Directions for this task>
Search the listing for "runner" and copy every line where it appears.

Given records>
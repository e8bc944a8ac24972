//! Soft assertions.
//!
//! A soft assertion evaluates exactly like a hard one — same matchers, same
//! retry loop — but a timeout records the failure into the test case's
//! accumulator and returns control to the caller instead of unwinding. At
//! test-case completion, a non-empty accumulator fails the test case,
//! reporting every failure in recorded order, not just the first.

use serde::{Deserialize, Serialize};
use std::fmt::Debug;
use std::time::{Duration, Instant};

use crate::assertion::{expect, Matcher, RunFailure};
use crate::locator::Locator;
use crate::result::{EsperarError, EsperarResult};
use crate::selector::TextMatch;

/// Whether a failure aborted its test case or was deferred
#[derive(Debug, Clone, Copy, PartialEq, Eq, Serialize, Deserialize)]
pub enum FailureKind {
    /// Raised immediately; the test case stopped at this assertion
    Hard,
    /// Recorded and deferred to test-case completion
    Soft,
}

/// A single assertion failure
#[derive(Debug, Clone, Serialize, Deserialize)]
pub struct AssertionFailure {
    /// Hard or soft
    pub kind: FailureKind,
    /// Matcher name
    pub matcher: String,
    /// Expected state description
    pub expected: String,
    /// Last observed actual state
    pub actual: String,
    /// Full rendered message
    pub message: String,
    /// Locator description
    pub locator: String,
    /// Time spent retrying before the failure
    pub elapsed_ms: u64,
    /// When the failure was recorded
    #[serde(skip)]
    pub timestamp: Option<Instant>,
    /// Position in the test case's failure sequence
    pub index: usize,
}

impl AssertionFailure {
    /// Build a failure from a timed-out matcher run. Kind defaults to
    /// `Hard`; the soft path re-tags it when recording.
    #[must_use]
    pub(crate) fn new(
        matcher: &str,
        expected: String,
        actual: String,
        locator: String,
        elapsed: Duration,
    ) -> Self {
        let elapsed_ms = elapsed.as_millis() as u64;
        let message =
            format!("{matcher} on {locator}: expected {expected}, last saw {actual} after {elapsed_ms}ms");
        Self {
            kind: FailureKind::Hard,
            matcher: matcher.to_string(),
            expected,
            actual,
            message,
            locator,
            elapsed_ms,
            timestamp: Some(Instant::now()),
            index: 0,
        }
    }

    /// Convert into the test-aborting error form
    #[must_use]
    pub fn into_hard_error(self) -> EsperarError {
        EsperarError::AssertionTimeout {
            matcher: self.matcher,
            locator: self.locator,
            expected: self.expected,
            actual: self.actual,
            elapsed_ms: self.elapsed_ms,
        }
    }
}

/// Summary of a test case's assertions
#[derive(Debug, Clone, Copy, PartialEq, Eq, Serialize, Deserialize)]
pub struct AssertionSummary {
    /// Total assertions checked
    pub total: usize,
    /// Assertions that passed
    pub passed: usize,
    /// Assertions that failed
    pub failed: usize,
}

/// Per-test-case soft failure accumulator.
///
/// The external test runner creates one per test case and calls
/// [`SoftAssertions::verify`] at completion.
#[derive(Debug, Default)]
pub struct SoftAssertions {
    failures: Vec<AssertionFailure>,
    assertion_count: usize,
}

impl SoftAssertions {
    /// Create an empty accumulator
    #[must_use]
    pub fn new() -> Self {
        Self::default()
    }

    /// Start a soft expectation on a locator
    pub fn expect<'a>(&'a mut self, locator: &'a Locator) -> SoftExpect<'a> {
        SoftExpect {
            soft: self,
            locator,
            timeout: None,
            poll_interval: None,
        }
    }

    /// Soft-compare two values (for reads extracted earlier in the test)
    pub fn assert_eq<T: PartialEq + Debug>(&mut self, actual: &T, expected: &T, message: &str) {
        self.assertion_count += 1;
        if actual != expected {
            self.record_value_failure(
                "assert_eq",
                format!("{expected:?}"),
                format!("{actual:?}"),
                message,
            );
        }
    }

    /// Soft-assert a condition
    pub fn assert_true(&mut self, condition: bool, message: &str) {
        self.assertion_count += 1;
        if !condition {
            self.record_value_failure("assert_true", "true".to_string(), "false".to_string(), message);
        }
    }

    /// Record a custom failure
    pub fn fail(&mut self, message: impl Into<String>) {
        self.assertion_count += 1;
        let message = message.into();
        self.record_value_failure("fail", String::new(), String::new(), &message);
    }

    fn record_value_failure(&mut self, matcher: &str, expected: String, actual: String, message: &str) {
        let mut failure =
            AssertionFailure::new(matcher, expected, actual, "<value>".to_string(), Duration::ZERO);
        failure.message = message.to_string();
        self.record(failure);
    }

    /// Record a failure, tagging it soft and sequencing it
    pub(crate) fn record(&mut self, mut failure: AssertionFailure) {
        failure.kind = FailureKind::Soft;
        failure.index = self.failures.len();
        tracing::debug!(message = failure.message, "soft assertion failure recorded");
        self.failures.push(failure);
    }

    pub(crate) fn count_assertion(&mut self) {
        self.assertion_count += 1;
    }

    /// All recorded failures, in order
    #[must_use]
    pub fn failures(&self) -> &[AssertionFailure] {
        &self.failures
    }

    /// Number of recorded failures
    #[must_use]
    pub fn failure_count(&self) -> usize {
        self.failures.len()
    }

    /// Total assertions checked through this accumulator
    #[must_use]
    pub const fn assertion_count(&self) -> usize {
        self.assertion_count
    }

    /// Whether every assertion passed
    #[must_use]
    pub fn all_passed(&self) -> bool {
        self.failures.is_empty()
    }

    /// Verdict at test-case completion: `Err` listing every failure if any
    /// assertion failed.
    pub fn verify(&self) -> Result<(), SoftAssertionError> {
        if self.failures.is_empty() {
            Ok(())
        } else {
            Err(SoftAssertionError::new(&self.failures))
        }
    }

    /// Summary of the assertions checked so far
    #[must_use]
    pub fn summary(&self) -> AssertionSummary {
        AssertionSummary {
            total: self.assertion_count,
            passed: self.assertion_count - self.failures.len(),
            failed: self.failures.len(),
        }
    }

    /// Serialize the failure list for an external reporter
    pub fn to_json(&self) -> EsperarResult<String> {
        Ok(serde_json::to_string_pretty(&self.failures)?)
    }

    /// Reset between test cases
    pub fn clear(&mut self) {
        self.failures.clear();
        self.assertion_count = 0;
    }
}

/// Error aggregating every soft failure of a test case
#[derive(Debug, Clone)]
pub struct SoftAssertionError {
    /// All failure messages, in recorded order
    pub failures: Vec<String>,
    /// Number of failed assertions
    pub count: usize,
}

impl SoftAssertionError {
    /// Create from the recorded failures
    #[must_use]
    pub fn new(failures: &[AssertionFailure]) -> Self {
        Self {
            failures: failures.iter().map(|f| f.message.clone()).collect(),
            count: failures.len(),
        }
    }
}

impl std::fmt::Display for SoftAssertionError {
    fn fmt(&self, f: &mut std::fmt::Formatter<'_>) -> std::fmt::Result {
        writeln!(f, "{} soft assertion(s) failed:", self.count)?;
        for (i, failure) in self.failures.iter().enumerate() {
            writeln!(f, "  {}. {failure}", i + 1)?;
        }
        Ok(())
    }
}

impl std::error::Error for SoftAssertionError {}

/// Soft expectation builder.
///
/// Matcher methods return `Ok(())` even when the assertion times out — the
/// failure is recorded instead. Only cancellation or page loss surfaces as
/// `Err`, since those must still unwind the test case.
#[derive(Debug)]
pub struct SoftExpect<'a> {
    soft: &'a mut SoftAssertions,
    locator: &'a Locator,
    timeout: Option<Duration>,
    poll_interval: Option<Duration>,
}

impl SoftExpect<'_> {
    /// Override the timeout for this assertion
    #[must_use]
    pub const fn with_timeout(mut self, timeout: Duration) -> Self {
        self.timeout = Some(timeout);
        self
    }

    /// Override the polling interval for this assertion
    #[must_use]
    pub const fn with_poll_interval(mut self, interval: Duration) -> Self {
        self.poll_interval = Some(interval);
        self
    }

    /// Soft-assert the element is visible
    pub fn to_be_visible(self) -> EsperarResult<()> {
        self.finish(Matcher::Visible)
    }

    /// Soft-assert the element is hidden or absent
    pub fn to_be_hidden(self) -> EsperarResult<()> {
        self.finish(Matcher::Hidden)
    }

    /// Soft-assert the element is checked
    pub fn to_be_checked(self) -> EsperarResult<()> {
        self.finish(Matcher::Checked)
    }

    /// Soft-assert the element is disabled
    pub fn to_be_disabled(self) -> EsperarResult<()> {
        self.finish(Matcher::Disabled)
    }

    /// Soft-assert the element's text matches
    pub fn to_have_text(self, text: impl Into<TextMatch>) -> EsperarResult<()> {
        self.finish(Matcher::HasText(text.into()))
    }

    /// Soft-assert the element's text contains a substring
    pub fn to_contain_text(self, text: impl Into<String>) -> EsperarResult<()> {
        self.finish(Matcher::ContainsText(text.into()))
    }

    /// Soft-assert the element's value equals
    pub fn to_have_value(self, value: impl Into<String>) -> EsperarResult<()> {
        self.finish(Matcher::HasValue(value.into()))
    }

    /// Soft-assert the element carries an attribute with the given value
    pub fn to_have_attribute(
        self,
        name: impl Into<String>,
        value: impl Into<String>,
    ) -> EsperarResult<()> {
        self.finish(Matcher::HasAttribute {
            name: name.into(),
            expected: Some(value.into()),
        })
    }

    /// Soft-assert the candidate count equals
    pub fn to_have_count(self, count: usize) -> EsperarResult<()> {
        self.finish(Matcher::HasCount(count))
    }

    fn finish(self, matcher: Matcher) -> EsperarResult<()> {
        self.soft.count_assertion();
        let mut runner = expect(self.locator);
        if let Some(timeout) = self.timeout {
            runner = runner.with_timeout(timeout);
        }
        if let Some(interval) = self.poll_interval {
            runner = runner.with_poll_interval(interval);
        }
        match runner.run(matcher) {
            Ok(()) => Ok(()),
            Err(RunFailure::Assertion(failure)) => {
                self.soft.record(failure);
                Ok(())
            }
            Err(RunFailure::Fatal(err)) => Err(err),
        }
    }
}
#![forbid(unsafe_code)]

mod store;

pub use store::*;
#![forbid(unsafe_code)]

use super::*;
use gw_core::status::JobStatus;

fn parse_stored_status(raw: &str) -> Result<JobStatus, StoreError> {
    JobStatus::parse(raw).map_err(|_| StoreError::InvalidInput("stored job status is invalid"))
}

impl SqliteStore {
    /// Seeds one site row. Jobs are created once and never deleted; they
    /// cycle through statuses for the rest of their life.
    pub fn job_create(&mut self, request: JobCreateRequest) -> Result<JobRow, StoreError> {
        let site_name = normalize_site_name(&request.site_name)?;
        let priority = normalize_priority(request.priority)?;

        let tx = self.conn.transaction()?;

        let insert = tx.execute(
            r#"
            INSERT INTO jobs(
              site_name, quote, address, order_no, order_period, area,
              summer_schedule, winter_schedule, contact, gate_code, map_link,
              priority, status
            )
            VALUES (?1, ?2, ?3, ?4, ?5, ?6, ?7, ?8, ?9, ?10, ?11, ?12, 'pending')
            "#,
            params![
                site_name,
                normalize_static_field(request.quote),
                normalize_static_field(request.address),
                normalize_static_field(request.order_no),
                normalize_static_field(request.order_period),
                normalize_static_field(request.area),
                normalize_static_field(request.summer_schedule),
                normalize_static_field(request.winter_schedule),
                normalize_static_field(request.contact),
                normalize_static_field(request.gate_code),
                normalize_static_field(request.map_link),
                priority,
            ],
        );

        if let Err(err) = insert {
            if is_unique_violation(&err) {
                return Err(StoreError::SiteNameTaken { site_name });
            }
            return Err(StoreError::Sql(err));
        }

        let job_id = tx.last_insert_rowid();
        let job = job_by_id_tx(&tx, job_id)?.ok_or(StoreError::UnknownJob { job_id })?;

        tx.commit()?;
        Ok(job)
    }

    pub fn job_get(&mut self, job_id: i64) -> Result<Option<JobRow>, StoreError> {
        let tx = self.conn.transaction()?;
        let job = job_by_id_tx(&tx, job_id)?;
        tx.commit()?;
        Ok(job)
    }

    /// `pending -> in_progress`. Starting an already-running job is an
    /// idempotent no-op (duplicate taps must not move `start_time_ms`);
    /// starting a completed job is rejected without mutation.
    pub fn job_start(&mut self, job_id: i64) -> Result<JobStartResult, StoreError> {
        let now_ms = now_ms();
        let tx = self.conn.transaction()?;

        let Some(job) = job_by_id_tx(&tx, job_id)? else {
            return Err(StoreError::UnknownJob { job_id });
        };
        let status = parse_stored_status(&job.status)?;

        if status.is_terminal() {
            return Err(StoreError::JobAlreadyCompleted { job_id });
        }
        if !status.can_start() {
            tx.commit()?;
            return Ok(JobStartResult {
                job,
                already_in_progress: true,
            });
        }

        // Status-guarded write: the transition only applies to the state the
        // guard names, so a racing duplicate cannot double-charge start_time.
        let changed = tx.execute(
            "UPDATE jobs SET status='in_progress', start_time_ms=?2, finish_time_ms=NULL \
             WHERE id=?1 AND status='pending'",
            params![job_id, now_ms],
        )?;
        if changed != 1 {
            return Err(StoreError::InvalidInput("job changed concurrently"));
        }

        let job = job_by_id_tx(&tx, job_id)?.ok_or(StoreError::UnknownJob { job_id })?;
        tx.commit()?;
        Ok(JobStartResult {
            job,
            already_in_progress: false,
        })
    }

    /// `in_progress -> completed`. Finishing a completed job is an idempotent
    /// no-op; finishing a job that was never started is rejected.
    pub fn job_finish(&mut self, job_id: i64) -> Result<JobFinishResult, StoreError> {
        let now_ms = now_ms();
        let tx = self.conn.transaction()?;

        let Some(job) = job_by_id_tx(&tx, job_id)? else {
            return Err(StoreError::UnknownJob { job_id });
        };
        let status = parse_stored_status(&job.status)?;

        if status.is_terminal() {
            tx.commit()?;
            return Ok(JobFinishResult {
                job,
                already_completed: true,
            });
        }
        if !status.can_finish() {
            return Err(StoreError::JobNotStarted {
                job_id,
                status: job.status,
            });
        }

        // finish_time must never precede start_time, even when the wall
        // clock steps backwards between the two transitions.
        let finish_ms = job.start_time_ms.map_or(now_ms, |start| now_ms.max(start));
        let changed = tx.execute(
            "UPDATE jobs SET status='completed', finish_time_ms=?2 \
             WHERE id=?1 AND status='in_progress'",
            params![job_id, finish_ms],
        )?;
        if changed != 1 {
            return Err(StoreError::InvalidInput("job changed concurrently"));
        }

        let job = job_by_id_tx(&tx, job_id)?.ok_or(StoreError::UnknownJob { job_id })?;
        tx.commit()?;
        Ok(JobFinishResult {
            job,
            already_completed: false,
        })
    }

    /// Appends one photo path, rejecting (without mutation) once the
    /// configured cap is reached.
    pub fn job_add_photo(
        &mut self,
        job_id: i64,
        path: &str,
    ) -> Result<JobAddPhotoResult, StoreError> {
        let path = normalize_photo_path(path)?;
        let limit = self.config.max_photos_per_job;

        let tx = self.conn.transaction()?;

        let Some(job) = job_by_id_tx(&tx, job_id)? else {
            return Err(StoreError::UnknownJob { job_id });
        };

        if job.photos.len() >= limit {
            return Err(StoreError::PhotoLimitReached { limit });
        }

        let mut photos = job.photos;
        photos.push(path);
        let photos_json = encode_photo_list(&photos);

        tx.execute(
            "UPDATE jobs SET photos_json=?2 WHERE id=?1",
            params![job_id, photos_json],
        )?;

        let job = job_by_id_tx(&tx, job_id)?.ok_or(StoreError::UnknownJob { job_id })?;
        let photo_count = job.photos.len();

        tx.commit()?;
        Ok(JobAddPhotoResult { job, photo_count })
    }

    pub fn jobs_status_counts(&self) -> Result<JobsStatusCounts, StoreError> {
        let mut stmt = self.conn.prepare(
            r#"
            SELECT
              COALESCE(SUM(CASE WHEN status='pending' THEN 1 ELSE 0 END), 0) AS pending,
              COALESCE(SUM(CASE WHEN status='in_progress' THEN 1 ELSE 0 END), 0) AS in_progress,
              COALESCE(SUM(CASE WHEN status='completed' THEN 1 ELSE 0 END), 0) AS completed
            FROM jobs
            "#,
        )?;
        let (pending, in_progress, completed) = stmt.query_row([], |row| {
            Ok((
                row.get::<_, i64>(0)?,
                row.get::<_, i64>(1)?,
                row.get::<_, i64>(2)?,
            ))
        })?;
        Ok(JobsStatusCounts {
            pending: pending.max(0) as u64,
            in_progress: in_progress.max(0) as u64,
            completed: completed.max(0) as u64,
        })
    }

    /// The daily reclaim: completed jobs scheduled for `today` (or not
    /// scheduled at all) go back to pending with every lifecycle field
    /// cleared, so the site becomes assignable again. Returns rows affected;
    /// running it twice in a row is a no-op the second time.
    pub fn jobs_reset_completed(&mut self, today: &str) -> Result<usize, StoreError> {
        let today = normalize_date(today)?;

        let tx = self.conn.transaction()?;
        let changed = tx.execute(
            r#"
            UPDATE jobs
            SET status='pending', assigned_to=NULL, start_time_ms=NULL, finish_time_ms=NULL
            WHERE status='completed'
              AND (scheduled_date IS NULL OR scheduled_date=?1)
            "#,
            params![today],
        )?;
        tx.commit()?;
        Ok(changed)
    }
}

Result>
/// The external test runner creates one per test case and calls
        let mut runner = expect(self.locator);
            runner = runner.with_timeout(timeout);
            runner = runner.with_poll_interval(interval);
        match runner.run(matcher) {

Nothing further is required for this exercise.